* [Your objective] Show all lines below holding the string "plane".

* [Entries shown]
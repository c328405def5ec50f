//! Dense voxel volumes: label images, intensity channels and binary masks.

use serde::{Deserialize, Serialize};
use std::fmt;

use super::voxel::Voxel;
use crate::error::BactError;

/// Dimensions of a volume in voxels.
#[derive(Clone, Copy, PartialEq, Eq, Hash, Debug, Serialize, Deserialize)]
pub struct Shape {
    pub width: usize,
    pub height: usize,
    pub depth: usize,
}

impl Shape {
    #[inline]
    pub const fn new(width: usize, height: usize, depth: usize) -> Self {
        Self {
            width,
            height,
            depth,
        }
    }

    /// A single-slice shape.
    #[inline]
    pub const fn planar(width: usize, height: usize) -> Self {
        Self::new(width, height, 1)
    }

    /// Total number of voxels.
    #[inline]
    pub fn len(&self) -> usize {
        self.width * self.height * self.depth
    }

    #[inline]
    pub fn is_empty(&self) -> bool {
        self.len() == 0
    }

    /// True for single-slice data, where the z axis is degenerate.
    #[inline]
    pub fn is_planar(&self) -> bool {
        self.depth == 1
    }

    #[inline]
    pub fn contains(&self, v: &Voxel) -> bool {
        v.x >= 0
            && v.y >= 0
            && v.z >= 0
            && (v.x as usize) < self.width
            && (v.y as usize) < self.height
            && (v.z as usize) < self.depth
    }

    /// Raster index of a voxel (x fastest), if it lies inside.
    #[inline]
    pub fn index(&self, v: &Voxel) -> Option<usize> {
        if !self.contains(v) {
            return None;
        }
        Some((v.z as usize * self.height + v.y as usize) * self.width + v.x as usize)
    }

    /// Inverse of [`Shape::index`].
    #[inline]
    pub fn voxel_at(&self, index: usize) -> Voxel {
        let x = index % self.width;
        let y = (index / self.width) % self.height;
        let z = index / (self.width * self.height);
        Voxel::new(x as i32, y as i32, z as i32)
    }

    /// Returns true if the voxel lies on a face of the bounding box.
    ///
    /// The two z faces only count when the volume has more than one slice.
    pub fn on_face(&self, v: &Voxel) -> bool {
        let on_xy = v.x == 0
            || v.y == 0
            || v.x as usize + 1 == self.width
            || v.y as usize + 1 == self.height;
        let on_z = !self.is_planar() && (v.z == 0 || v.z as usize + 1 == self.depth);
        on_xy || on_z
    }
}

impl fmt::Display for Shape {
    fn fmt(&self, f: &mut fmt::Formatter<'_>) -> fmt::Result {
        write!(f, "{}x{}x{}", self.width, self.height, self.depth)
    }
}

/// How a multi-slice intensity volume collapses onto one slice.
#[derive(Clone, Copy, Debug, PartialEq, Eq, Serialize, Deserialize)]
#[serde(rename_all = "snake_case")]
pub enum Projection {
    Average,
    Max,
}

/// A dense volume stored in raster order.
#[derive(Clone, Debug, PartialEq)]
pub struct Volume<T> {
    shape: Shape,
    data: Vec<T>,
}

/// Region labels: 0 is background, any other value names a region.
pub type LabelVolume = Volume<u32>;

/// Scalar intensities of one channel.
pub type IntensityVolume = Volume<f32>;

/// Binary foreground mask.
pub type Mask = Volume<bool>;

impl<T: Copy> Volume<T> {
    /// Creates a volume with every voxel set to `value`.
    pub fn filled(shape: Shape, value: T) -> Self {
        Self {
            shape,
            data: vec![value; shape.len()],
        }
    }

    /// Wraps raster-ordered data, checking its length against the shape.
    pub fn from_vec(shape: Shape, data: Vec<T>) -> Result<Self, BactError> {
        if data.len() != shape.len() {
            return Err(BactError::VolumeSize {
                expected: shape.len(),
                found: data.len(),
            });
        }
        Ok(Self { shape, data })
    }

    /// Wraps data already known to match `shape`.
    pub(crate) fn from_parts(shape: Shape, data: Vec<T>) -> Self {
        debug_assert_eq!(shape.len(), data.len());
        Self { shape, data }
    }

    #[inline]
    pub fn shape(&self) -> Shape {
        self.shape
    }

    #[inline]
    pub fn as_slice(&self) -> &[T] {
        &self.data
    }

    #[inline]
    pub fn as_mut_slice(&mut self) -> &mut [T] {
        &mut self.data
    }

    #[inline]
    pub fn into_vec(self) -> Vec<T> {
        self.data
    }

    /// Value at a voxel, `None` outside the volume.
    #[inline]
    pub fn get(&self, v: &Voxel) -> Option<T> {
        self.shape.index(v).map(|i| self.data[i])
    }

    /// Sets a voxel. Returns false (and writes nothing) outside the volume.
    #[inline]
    pub fn set(&mut self, v: &Voxel, value: T) -> bool {
        match self.shape.index(v) {
            Some(i) => {
                self.data[i] = value;
                true
            }
            None => false,
        }
    }

    /// Iterates voxels with their values in raster order.
    pub fn iter(&self) -> impl Iterator<Item = (Voxel, T)> + '_ {
        self.data
            .iter()
            .enumerate()
            .map(move |(i, v)| (self.shape.voxel_at(i), *v))
    }

    /// Copies one z slice into a single-slice volume.
    ///
    /// # Panics
    /// Panics if `z` is not a valid slice index.
    pub fn slice(&self, z: usize) -> Self {
        assert!(z < self.shape.depth, "slice {} out of range", z);
        let plane = self.shape.width * self.shape.height;
        Self {
            shape: Shape::planar(self.shape.width, self.shape.height),
            data: self.data[z * plane..(z + 1) * plane].to_vec(),
        }
    }

    /// The slice a 1-based `depth / 2` names, i.e. index `depth / 2 - 1`
    /// (index 0 for a single slice).
    pub fn middle_slice(&self) -> Self {
        self.slice((self.shape.depth / 2).saturating_sub(1))
    }

    /// Applies `f` voxel-wise.
    pub fn map<U: Copy>(&self, f: impl Fn(T) -> U) -> Volume<U> {
        Volume {
            shape: self.shape,
            data: self.data.iter().map(|v| f(*v)).collect(),
        }
    }
}

impl Volume<f32> {
    /// Collapses all slices into one.
    pub fn project_z(&self, projection: Projection) -> Self {
        let plane = self.shape.width * self.shape.height;
        let depth = self.shape.depth.max(1);
        let mut out = match projection {
            Projection::Average => vec![0.0f32; plane],
            Projection::Max => vec![f32::NEG_INFINITY; plane],
        };

        for chunk in self.data.chunks(plane.max(1)) {
            for (acc, v) in out.iter_mut().zip(chunk) {
                match projection {
                    Projection::Average => *acc += *v,
                    Projection::Max => *acc = acc.max(*v),
                }
            }
        }

        if projection == Projection::Average {
            for acc in &mut out {
                *acc /= depth as f32;
            }
        }

        Self {
            shape: Shape::planar(self.shape.width, self.shape.height),
            data: out,
        }
    }

    /// Smallest and largest finite value, `None` if there is none.
    pub fn min_max(&self) -> Option<(f32, f32)> {
        self.data
            .iter()
            .filter(|v| v.is_finite())
            .fold(None, |acc, &v| match acc {
                None => Some((v, v)),
                Some((lo, hi)) => Some((lo.min(v), hi.max(v))),
            })
    }
}

#[cfg(test)]
mod tests {
    use super::*;

    #[test]
    fn test_index_roundtrip() {
        let shape = Shape::new(4, 3, 2);
        for i in 0..shape.len() {
            let v = shape.voxel_at(i);
            assert_eq!(shape.index(&v), Some(i));
        }
        assert_eq!(shape.index(&Voxel::new(4, 0, 0)), None);
        assert_eq!(shape.index(&Voxel::new(-1, 0, 0)), None);
    }

    #[test]
    fn test_from_vec_checks_length() {
        let shape = Shape::planar(2, 2);
        assert!(Volume::from_vec(shape, vec![0u32; 4]).is_ok());
        let err = Volume::from_vec(shape, vec![0u32; 3]).unwrap_err();
        assert!(matches!(
            err,
            BactError::VolumeSize {
                expected: 4,
                found: 3
            }
        ));
    }

    #[test]
    fn test_on_face_planar_ignores_z() {
        let shape = Shape::planar(5, 5);
        assert!(!shape.on_face(&Voxel::new(2, 2, 0)));
        assert!(shape.on_face(&Voxel::new(0, 2, 0)));
        assert!(shape.on_face(&Voxel::new(2, 4, 0)));
    }

    #[test]
    fn test_on_face_stack_checks_z() {
        let shape = Shape::new(5, 5, 3);
        assert!(shape.on_face(&Voxel::new(2, 2, 0)));
        assert!(shape.on_face(&Voxel::new(2, 2, 2)));
        assert!(!shape.on_face(&Voxel::new(2, 2, 1)));
    }

    #[test]
    fn test_projections() {
        let shape = Shape::new(2, 1, 3);
        let vol = Volume::from_vec(shape, vec![1.0, 4.0, 3.0, 2.0, 5.0, 0.0]).unwrap();

        let max = vol.project_z(Projection::Max);
        assert_eq!(max.shape(), Shape::planar(2, 1));
        assert_eq!(max.as_slice(), &[5.0, 4.0]);

        let avg = vol.project_z(Projection::Average);
        assert_eq!(avg.as_slice(), &[3.0, 2.0]);
    }

    #[test]
    fn test_middle_slice() {
        let stack = |depth: usize| {
            let data = (0..depth).map(|z| z as f32).collect();
            Volume::from_vec(Shape::new(1, 1, depth), data).unwrap()
        };
        assert_eq!(stack(1).middle_slice().as_slice(), &[0.0]);
        assert_eq!(stack(2).middle_slice().as_slice(), &[0.0]);
        assert_eq!(stack(3).middle_slice().as_slice(), &[0.0]);
        assert_eq!(stack(4).middle_slice().as_slice(), &[1.0]);
        assert_eq!(stack(5).middle_slice().as_slice(), &[1.0]);
    }

    #[test]
    fn test_min_max_skips_non_finite() {
        let vol =
            Volume::from_vec(Shape::planar(3, 1), vec![f32::NAN, -2.0, 7.0]).unwrap();
        assert_eq!(vol.min_max(), Some((-2.0, 7.0)));
    }
}
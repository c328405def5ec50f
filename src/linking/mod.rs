//! Assignment of foci to the bacterium that contains them.

use crate::geom::Population;

/// Outcome of [`link`].
#[derive(Clone, Copy, Debug, Default, PartialEq, Eq)]
pub struct LinkSummary {
    /// Children kept, each with a parent.
    pub linked: usize,
    /// Children whose centroid fell in no parent.
    pub dropped: usize,
}

/// Links every child to the first parent containing its rounded centroid.
///
/// Containment is tested against the parent's exact voxel set, so a
/// centroid on a boundary voxel links. Unlinked children are removed and
/// the remaining ones relabeled `1..=N` in their original order.
pub fn link(parents: &Population, children: &mut Population) -> LinkSummary {
    for child in children.iter_mut() {
        let centroid = child.rounded_centroid();
        child.parent = centroid.and_then(|c| {
            parents
                .iter()
                .find(|parent| parent.contains(&c))
                .map(|parent| parent.label)
        });
    }

    let dropped = children.retain(|child| child.parent.is_some());
    children.reset_labels();

    let summary = LinkSummary {
        linked: children.len(),
        dropped,
    };
    log::debug!(
        "linked {} children to {} parents, dropped {}",
        summary.linked,
        parents.len(),
        summary.dropped
    );
    summary
}
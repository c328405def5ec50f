//! Configuration validation for bactmeasure.
//!
//! Runs once, before any image is read. It checks:
//! - Calibration sanity (every pixel dimension positive and finite)
//! - Size bounds (non-negative, ordered)
//! - Morphology and detection parameters (positive shell thickness and sigmas)
//! - Relation parameters (non-negative distance cutoff)
//!
//! Errors make [`ensure_valid`] fail; warnings are only logged.

mod report;

pub use report::{IssueCode, IssueContext, Severity, ValidationIssue, ValidationReport};

use crate::config::{AnalysisConfig, AreaBounds};
use crate::error::BactError;
use crate::geom::Calibration;

/// Validates analysis parameters and returns a report of all issues found.
pub fn validate_config(config: &AnalysisConfig) -> ValidationReport {
    let mut report = ValidationReport::new();

    if let Some(size) = config.pixel_size {
        if !(size.is_finite() && size > 0.0) {
            report.add(ValidationIssue::error(
                IssueCode::NonPositivePixelSize,
                format!("Pixel size override {} must be positive", size),
                IssueContext::PixelSizeOverride,
            ));
        }
    }

    if let Some(area) = &config.bacteria.area {
        validate_bounds(area, "bacteria", &mut report);
    }
    validate_border(config, &mut report);
    validate_foci(config, &mut report);

    report
}

/// Validates a calibration, typically the one resolved for an image.
///
/// Shell thickness is checked against the XY pixel size here since the
/// ratio is only known once the calibration is.
pub fn validate_calibration(cal: &Calibration, config: &AnalysisConfig) -> ValidationReport {
    let mut report = ValidationReport::new();

    for (axis, value) in [
        ("width", cal.pixel_width),
        ("height", cal.pixel_height),
        ("depth", cal.pixel_depth),
    ] {
        if !(value.is_finite() && value > 0.0) {
            report.add(ValidationIssue::error(
                IssueCode::NonPositivePixelSize,
                format!("Pixel {} {} must be positive", axis, value),
                IssueContext::Calibration,
            ));
        }
    }

    let thickness = config.border.shell_thickness;
    if report.is_ok() && thickness > 0.0 && cal.voxels_xy(thickness) < 0.5 {
        report.add(ValidationIssue::warning(
            IssueCode::ShellThinnerThanHalfPixel,
            format!(
                "Shell thickness {} {} is under half a pixel ({} {}); borders will be empty",
                thickness,
                cal.unit_symbol(),
                cal.pixel_width,
                cal.unit_symbol()
            ),
            IssueContext::Section { name: "border" },
        ));
    }

    report
}

/// Logs warnings and turns errors into [`BactError::InvalidConfig`].
pub fn ensure_valid(report: ValidationReport) -> Result<(), BactError> {
    for issue in report.warnings() {
        log::warn!("{}", issue);
    }
    if report.is_ok() {
        Ok(())
    } else {
        Err(BactError::InvalidConfig {
            error_count: report.error_count(),
            warning_count: report.warning_count(),
            report,
        })
    }
}

fn validate_bounds(bounds: &AreaBounds, section: &'static str, report: &mut ValidationReport) {
    let context = IssueContext::Section { name: section };
    let mut finite = true;
    for (which, value) in [("min", bounds.min), ("max", bounds.max)] {
        if !(value.is_finite() && value >= 0.0) {
            finite = false;
            report.add(ValidationIssue::error(
                IssueCode::NegativeAreaBound,
                format!("Area {} {} must be a non-negative number", which, value),
                context.clone(),
            ));
        }
    }
    if finite && bounds.min > bounds.max {
        report.add(ValidationIssue::error(
            IssueCode::InvertedAreaBounds,
            format!("Area min {} exceeds max {}", bounds.min, bounds.max),
            context,
        ));
    }
}

fn validate_border(config: &AnalysisConfig, report: &mut ValidationReport) {
    let border = &config.border;
    let context = IssueContext::Section { name: "border" };

    if !(border.shell_thickness.is_finite() && border.shell_thickness > 0.0) {
        report.add(ValidationIssue::error(
            IssueCode::NonPositiveShellThickness,
            format!(
                "Shell thickness {} must be positive",
                border.shell_thickness
            ),
            context.clone(),
        ));
    }

    if border.channel.trim().is_empty() {
        report.add(ValidationIssue::error(
            IssueCode::EmptyChannelName,
            "Border intensity channel name is empty",
            context,
        ));
    }
}

fn validate_foci(config: &AnalysisConfig, report: &mut ValidationReport) {
    let foci = &config.foci;
    let context = IssueContext::Section { name: "foci" };

    validate_bounds(&foci.area, "foci", report);

    let mut sigmas_ok = true;
    for (name, sigma) in [("sigma1", foci.sigma1), ("sigma2", foci.sigma2)] {
        if !(sigma.is_finite() && sigma > 0.0) {
            sigmas_ok = false;
            report.add(ValidationIssue::error(
                IssueCode::NonPositiveSigma,
                format!("{} {} must be positive", name, sigma),
                context.clone(),
            ));
        }
    }
    if sigmas_ok && foci.sigma1 >= foci.sigma2 {
        report.add(ValidationIssue::warning(
            IssueCode::SigmaOrder,
            format!(
                "sigma1 {} is not smaller than sigma2 {}; foci will appear dark",
                foci.sigma1, foci.sigma2
            ),
            context.clone(),
        ));
    }

    for (name, channel) in [("channel1", &foci.channel1), ("channel2", &foci.channel2)] {
        if channel.trim().is_empty() {
            report.add(ValidationIssue::error(
                IssueCode::EmptyChannelName,
                format!("Foci {} name is empty", name),
                context.clone(),
            ));
        }
    }
    if foci.channel1 == foci.channel2 {
        report.add(ValidationIssue::warning(
            IssueCode::SameFociChannels,
            format!("Both foci channels read '{}'", foci.channel1),
            context.clone(),
        ));
    }

    if !(foci.max_distance.is_finite() && foci.max_distance >= 0.0) {
        report.add(ValidationIssue::error(
            IssueCode::NegativeDistanceCutoff,
            format!(
                "Distance cutoff {} must be a non-negative number",
                foci.max_distance
            ),
            context.clone(),
        ));
    }

    if foci.max_reported_distances == 0 {
        report.add(ValidationIssue::warning(
            IssueCode::ZeroReportedDistances,
            "max_reported_distances is 0; distance rows will carry no cross-distances",
            context,
        ));
    }
}
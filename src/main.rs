use std::process::ExitCode;

fn main() -> ExitCode {
    match bactmeasure::run() {
        Ok(()) => ExitCode::SUCCESS,
        Err(err) => {
            eprintln!("Error: {}", err);
            if let bactmeasure::BactError::InvalidConfig { report, .. } = &err {
                eprint!("{}", report);
            }
            ExitCode::FAILURE
        }
    }
}
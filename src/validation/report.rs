//! Issues collected while checking a configuration.

use std::fmt;

/// Issues found while checking a configuration or a calibration.
#[derive(Clone, Debug, Default)]
pub struct ValidationReport {
    pub issues: Vec<ValidationIssue>,
}

impl ValidationReport {
    pub fn new() -> Self {
        Self::default()
    }

    pub fn add(&mut self, issue: ValidationIssue) {
        self.issues.push(issue);
    }

    fn count(&self, severity: Severity) -> usize {
        self.issues.iter().filter(|i| i.severity == severity).count()
    }

    pub fn error_count(&self) -> usize {
        self.count(Severity::Error)
    }

    pub fn warning_count(&self) -> usize {
        self.count(Severity::Warning)
    }

    /// No errors; warnings allowed.
    pub fn is_ok(&self) -> bool {
        self.error_count() == 0
    }

    /// No issues of any severity.
    pub fn is_ok_strict(&self) -> bool {
        self.issues.is_empty()
    }

    pub fn warnings(&self) -> impl Iterator<Item = &ValidationIssue> {
        self.issues
            .iter()
            .filter(|i| i.severity == Severity::Warning)
    }
}

impl fmt::Display for ValidationReport {
    fn fmt(&self, f: &mut fmt::Formatter<'_>) -> fmt::Result {
        if self.issues.is_empty() {
            return writeln!(f, "Configuration OK: no issues found");
        }
        writeln!(
            f,
            "{} error(s) and {} warning(s):",
            self.error_count(),
            self.warning_count()
        )?;
        for issue in &self.issues {
            writeln!(f, "  {}", issue)?;
        }
        Ok(())
    }
}

#[derive(Clone, Debug)]
pub struct ValidationIssue {
    pub severity: Severity,
    pub code: IssueCode,
    pub message: String,
    pub context: IssueContext,
}

impl ValidationIssue {
    pub fn error(code: IssueCode, message: impl Into<String>, context: IssueContext) -> Self {
        Self {
            severity: Severity::Error,
            code,
            message: message.into(),
            context,
        }
    }

    pub fn warning(code: IssueCode, message: impl Into<String>, context: IssueContext) -> Self {
        Self {
            severity: Severity::Warning,
            ..Self::error(code, message, context)
        }
    }
}

impl fmt::Display for ValidationIssue {
    fn fmt(&self, f: &mut fmt::Formatter<'_>) -> fmt::Result {
        let tag = match self.severity {
            Severity::Error => "error",
            Severity::Warning => "warning",
        };
        write!(f, "{tag} {:?} ({}): {}", self.code, self.context, self.message)
    }
}

#[derive(Clone, Copy, Debug, PartialEq, Eq)]
pub enum Severity {
    /// Logged, analysis continues.
    Warning,
    /// Aborts the run before any image is processed.
    Error,
}

/// Stable issue codes, printed by `check-config`.
#[derive(Clone, Copy, Debug, PartialEq, Eq, Hash)]
pub enum IssueCode {
    // Calibration issues
    /// A pixel dimension is zero, negative or not finite.
    NonPositivePixelSize,

    // Border issues
    /// The border shell thickness is zero, negative or not finite.
    NonPositiveShellThickness,
    /// The shell is thinner than half a pixel, so the border will be empty.
    ShellThinnerThanHalfPixel,
    /// The intensity channel name is empty.
    EmptyChannelName,

    // Size bound issues
    /// A size bound is negative or not finite.
    NegativeAreaBound,
    /// The lower size bound exceeds the upper one.
    InvertedAreaBounds,

    // Foci detection issues
    /// A Gaussian sigma is zero, negative or not finite.
    NonPositiveSigma,
    /// The narrow sigma is not smaller than the wide one.
    SigmaOrder,
    /// Both foci channels name the same image channel.
    SameFociChannels,

    // Relation issues
    /// The distance cutoff is negative or not finite.
    NegativeDistanceCutoff,
    /// No cross-distance would ever be reported.
    ZeroReportedDistances,
}

#[derive(Clone, Debug)]
pub enum IssueContext {
    /// Issue with an image calibration (after any override).
    Calibration,
    /// Issue with the pixel size override.
    PixelSizeOverride,
    /// Issue with a configuration section.
    Section { name: &'static str },
}

impl fmt::Display for IssueContext {
    fn fmt(&self, f: &mut fmt::Formatter<'_>) -> fmt::Result {
        match self {
            IssueContext::Calibration => write!(f, "calibration"),
            IssueContext::PixelSizeOverride => write!(f, "pixel_size"),
            IssueContext::Section { name } => write!(f, "section '{}'", name),
        }
    }
}
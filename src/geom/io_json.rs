//! JSON exchange format for one image: calibration, label volume and channels.
//!
//! The segmentation and image-loading layers live outside this crate. They
//! hand over their output as a single JSON document:
//!
//! ```json
//! {
//!   "name": "field_01",
//!   "calibration": { "pixel_width": 0.065, "unit": "microns" },
//!   "shape": { "width": 4, "height": 2, "depth": 1 },
//!   "labels": [0, 1, 1, 0, 0, 1, 1, 0],
//!   "channels": {
//!     "dna": { "data": [0, 5, 6, 0, 0, 4, 9, 0] }
//!   }
//! }
//! ```
//!
//! A channel may carry its own `shape` (e.g. a z-stack next to a single-slice
//! label image); otherwise it shares the label volume's shape.

use std::collections::BTreeMap;
use std::fs::File;
use std::io::{BufReader, BufWriter};
use std::path::Path;

use serde::{Deserialize, Serialize};

use super::calibration::Calibration;
use super::volume::{IntensityVolume, LabelVolume, Shape, Volume};
use crate::error::BactError;

/// One image pass worth of input.
#[derive(Clone, Debug, PartialEq)]
pub struct ImageStack {
    pub name: String,
    pub calibration: Calibration,
    pub labels: LabelVolume,
    pub channels: BTreeMap<String, IntensityVolume>,
}

impl ImageStack {
    /// Looks up an intensity channel by name.
    pub fn channel(&self, name: &str) -> Result<&IntensityVolume, BactError> {
        self.channels
            .get(name)
            .ok_or_else(|| BactError::MissingChannel {
                image: self.name.clone(),
                channel: name.to_string(),
            })
    }
}

#[derive(Serialize, Deserialize)]
struct ImageStackJson {
    name: String,
    calibration: Calibration,
    shape: Shape,
    labels: Vec<u32>,
    #[serde(default)]
    channels: BTreeMap<String, ChannelJson>,
}

#[derive(Serialize, Deserialize)]
struct ChannelJson {
    #[serde(default, skip_serializing_if = "Option::is_none")]
    shape: Option<Shape>,
    data: Vec<f32>,
}

/// Reads an image stack from a JSON file.
///
/// # Errors
/// Returns an error if the file cannot be read or parsed, or if a volume's
/// data length disagrees with its shape.
pub fn read_image_json(path: &Path) -> Result<ImageStack, BactError> {
    let file = File::open(path).map_err(BactError::Io)?;
    let reader = BufReader::new(file);

    let wire: ImageStackJson =
        serde_json::from_reader(reader).map_err(|source| BactError::ImageJsonParse {
            path: path.to_path_buf(),
            source,
        })?;
    from_wire(wire)
}

/// Writes an image stack to a JSON file.
pub fn write_image_json(path: &Path, stack: &ImageStack) -> Result<(), BactError> {
    let file = File::create(path).map_err(BactError::Io)?;
    let writer = BufWriter::new(file);

    serde_json::to_writer(writer, &to_wire(stack)).map_err(|source| BactError::ImageJsonWrite {
        path: path.to_path_buf(),
        source,
    })
}

/// Reads an image stack from a JSON string.
///
/// Useful for testing without file I/O.
pub fn from_image_json_str(json: &str) -> Result<ImageStack, BactError> {
    let wire: ImageStackJson =
        serde_json::from_str(json).map_err(|source| BactError::ImageJsonParse {
            path: Path::new("<string>").to_path_buf(),
            source,
        })?;
    from_wire(wire)
}

/// Writes an image stack to a JSON string.
pub fn to_image_json_string(stack: &ImageStack) -> Result<String, BactError> {
    serde_json::to_string(&to_wire(stack)).map_err(|source| BactError::ImageJsonWrite {
        path: Path::new("<string>").to_path_buf(),
        source,
    })
}

fn from_wire(wire: ImageStackJson) -> Result<ImageStack, BactError> {
    let labels = Volume::from_vec(wire.shape, wire.labels)?;
    let channels = wire
        .channels
        .into_iter()
        .map(|(name, ch)| {
            let shape = ch.shape.unwrap_or(wire.shape);
            Volume::from_vec(shape, ch.data).map(|vol| (name, vol))
        })
        .collect::<Result<BTreeMap<_, _>, _>>()?;

    Ok(ImageStack {
        name: wire.name,
        calibration: wire.calibration,
        labels,
        channels,
    })
}

fn to_wire(stack: &ImageStack) -> ImageStackJson {
    let shape = stack.labels.shape();
    ImageStackJson {
        name: stack.name.clone(),
        calibration: stack.calibration.clone(),
        shape,
        labels: stack.labels.as_slice().to_vec(),
        channels: stack
            .channels
            .iter()
            .map(|(name, vol)| {
                let own = vol.shape();
                (
                    name.clone(),
                    ChannelJson {
                        shape: (own != shape).then_some(own),
                        data: vol.as_slice().to_vec(),
                    },
                )
            })
            .collect(),
    }
}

* [Answer area]
        let plane = self.shape.width * self.shape.height;
            data: self.data[z * plane..(z + 1) * plane].to_vec(),
        let plane = self.shape.width * self.shape.height;
            Projection::Average => vec![0.0f32; plane],
            Projection::Max => vec![f32::NEG_INFINITY; plane],
        for chunk in self.data.chunks(plane.max(1)) {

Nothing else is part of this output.